The Emperor has no uniform...Another US soldier died today in Iraq. For what? The "war on terrorism" is not the strength of the incredible shrinking _resident's White House, it is the SHAME of the incredibly shrinking _resident's White House...Give us Sen. John F. Kerry (D-Mekong Delta) and Gen. Wesley Clark (D-NATO) together on the ticket. They will hurry from the right and the center to join us in the Electoral Uprising, and on the left, Michael Moore, Madonna and Rep. Charlie Rangel (D-Harlem), all Wesley Clark supporters, will drown out the-shell-of-a-man-formerly-known-as-Ralph-Nader...

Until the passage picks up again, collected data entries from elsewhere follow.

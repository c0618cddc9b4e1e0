//! [`ClusterOps`] backed by the Kubernetes API

use std::net::IpAddr;

use async_trait::async_trait;
use k8s_openapi::api::core::v1::{Pod, Service};
use kube::api::{Api, DeleteParams, ListParams};
use kube::{Client, ResourceExt};
use tracing::{debug, warn};

use super::{Backend, ClusterOps, ServiceIngress};
use crate::kube_utils::{has_condition, CONDITION_READY};
use crate::Error;

/// Real cluster access through a kube client
#[derive(Clone)]
pub struct KubeCluster {
    client: Client,
}

impl KubeCluster {
    /// Wrap an existing client
    pub fn new(client: Client) -> Self {
        Self { client }
    }
}

/// Convert a pod into the harness's view of a backend
pub(crate) fn backend_from_pod(pod: &Pod) -> Backend {
    let conditions = pod.status.as_ref().and_then(|s| s.conditions.as_ref());
    Backend {
        name: pod.name_any(),
        uid: pod.uid().unwrap_or_default(),
        node: pod.spec.as_ref().and_then(|s| s.node_name.clone()),
        ready: has_condition(conditions.map(|c| c.as_slice()), CONDITION_READY),
        terminating: pod.metadata.deletion_timestamp.is_some(),
    }
}

/// Extract load-balancer ingress IPs and the first port from a service
pub(crate) fn ingress_from_service(service: &Service) -> ServiceIngress {
    let port = service
        .spec
        .as_ref()
        .and_then(|s| s.ports.as_ref())
        .and_then(|ports| ports.first())
        .map(|p| p.port)
        .and_then(|p| u16::try_from(p).ok())
        .unwrap_or_default();

    let addresses = service
        .status
        .as_ref()
        .and_then(|s| s.load_balancer.as_ref())
        .and_then(|lb| lb.ingress.as_ref())
        .map(|ingress| {
            ingress
                .iter()
                .filter_map(|i| i.ip.as_deref())
                .filter_map(|ip| match ip.parse::<IpAddr>() {
                    Ok(addr) => Some(addr),
                    Err(e) => {
                        warn!(ip, error = %e, "Ignoring unparseable ingress IP");
                        None
                    }
                })
                .collect()
        })
        .unwrap_or_default();

    ServiceIngress { addresses, port }
}

#[async_trait]
impl ClusterOps for KubeCluster {
    async fn service_ingress(&self, namespace: &str, name: &str) -> Result<ServiceIngress, Error> {
        let services: Api<Service> = Api::namespaced(self.client.clone(), namespace);
        let service = services.get(name).await?;
        let ingress = ingress_from_service(&service);
        debug!(
            service = name,
            namespace,
            addresses = ?ingress.addresses,
            port = ingress.port,
            "Fetched service ingress"
        );
        Ok(ingress)
    }

    async fn list_backends(&self, namespace: &str, selector: &str) -> Result<Vec<Backend>, Error> {
        let pods: Api<Pod> = Api::namespaced(self.client.clone(), namespace);
        let list = pods.list(&ListParams::default().labels(selector)).await?;
        Ok(list.items.iter().map(backend_from_pod).collect())
    }

    async fn delete_backend(&self, namespace: &str, name: &str) -> Result<(), Error> {
        let pods: Api<Pod> = Api::namespaced(self.client.clone(), namespace);
        pods.delete(name, &DeleteParams::default()).await?;
        debug!(pod = name, namespace, "Delete request accepted");
        Ok(())
    }
}

#[cfg(test)]
mod tests {
    use super::*;
    use k8s_openapi::api::core::v1::{
        LoadBalancerIngress, LoadBalancerStatus, PodCondition, PodSpec, PodStatus, ServicePort,
        ServiceSpec, ServiceStatus,
    };
    use k8s_openapi::apimachinery::pkg::apis::meta::v1::{ObjectMeta, Time};

    fn speaker_pod(name: &str, node: &str, ready: &str) -> Pod {
        Pod {
            metadata: ObjectMeta {
                name: Some(name.to_string()),
                uid: Some(format!("uid-{name}")),
                ..Default::default()
            },
            spec: Some(PodSpec {
                node_name: Some(node.to_string()),
                ..Default::default()
            }),
            status: Some(PodStatus {
                conditions: Some(vec![PodCondition {
                    type_: "Ready".to_string(),
                    status: ready.to_string(),
                    ..Default::default()
                }]),
                ..Default::default()
            }),
        }
    }

    #[test]
    fn test_backend_from_ready_pod() {
        let backend = backend_from_pod(&speaker_pod("speaker-abc", "worker-0", "True"));
        assert_eq!(backend.name, "speaker-abc");
        assert_eq!(backend.uid, "uid-speaker-abc");
        assert!(backend.is_on("worker-0"));
        assert!(!backend.is_on("worker-1"));
        assert!(backend.ready);
        assert!(!backend.terminating);
    }

    #[test]
    fn test_backend_from_terminating_pod() {
        let mut pod = speaker_pod("speaker-abc", "worker-0", "False");
        pod.metadata.deletion_timestamp = Some(Time(chrono::Utc::now()));
        let backend = backend_from_pod(&pod);
        assert!(!backend.ready);
        assert!(backend.terminating);
    }

    #[test]
    fn test_ingress_from_dual_stack_service() {
        let service = Service {
            spec: Some(ServiceSpec {
                ports: Some(vec![ServicePort {
                    port: 80,
                    ..Default::default()
                }]),
                ..Default::default()
            }),
            status: Some(ServiceStatus {
                load_balancer: Some(LoadBalancerStatus {
                    ingress: Some(vec![
                        LoadBalancerIngress {
                            ip: Some("10.46.81.10".to_string()),
                            ..Default::default()
                        },
                        LoadBalancerIngress {
                            ip: Some("2001:db8::10".to_string()),
                            ..Default::default()
                        },
                        LoadBalancerIngress {
                            hostname: Some("lb.example.com".to_string()),
                            ..Default::default()
                        },
                    ]),
                }),
                ..Default::default()
            }),
            ..Default::default()
        };

        let ingress = ingress_from_service(&service);
        assert_eq!(ingress.port, 80);
        assert_eq!(ingress.addresses.len(), 2);
        assert!(ingress.addresses[0].is_ipv4());
        assert!(ingress.addresses[1].is_ipv6());
    }

    #[test]
    fn test_ingress_pending_load_balancer() {
        let ingress = ingress_from_service(&Service::default());
        assert!(ingress.addresses.is_empty());
        assert_eq!(ingress.port, 0);
    }
}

E.J. Dionne, Jr.: The current president's standing on terrorism and security has been dented by the situation on the ground in Iraq, the early findings of the 9/11 commission and one book after another calling into question Bush's decision-making on the war. Kerry's approach also marks a break with the patterns of the past. Kerry is said by his advisers to believe that the Democrats made a crucial mistake in 2002 by largely ducking terrorism and foreign policy. Democrats thought they could win by trying to shift the focus of the election to domestic issues: the economy generally, and prescription drugs for the elderly and a patients' bill of rights in particular.

Support Our Troops, Show Up for Democracy in 2004: Defeat Bush (again!)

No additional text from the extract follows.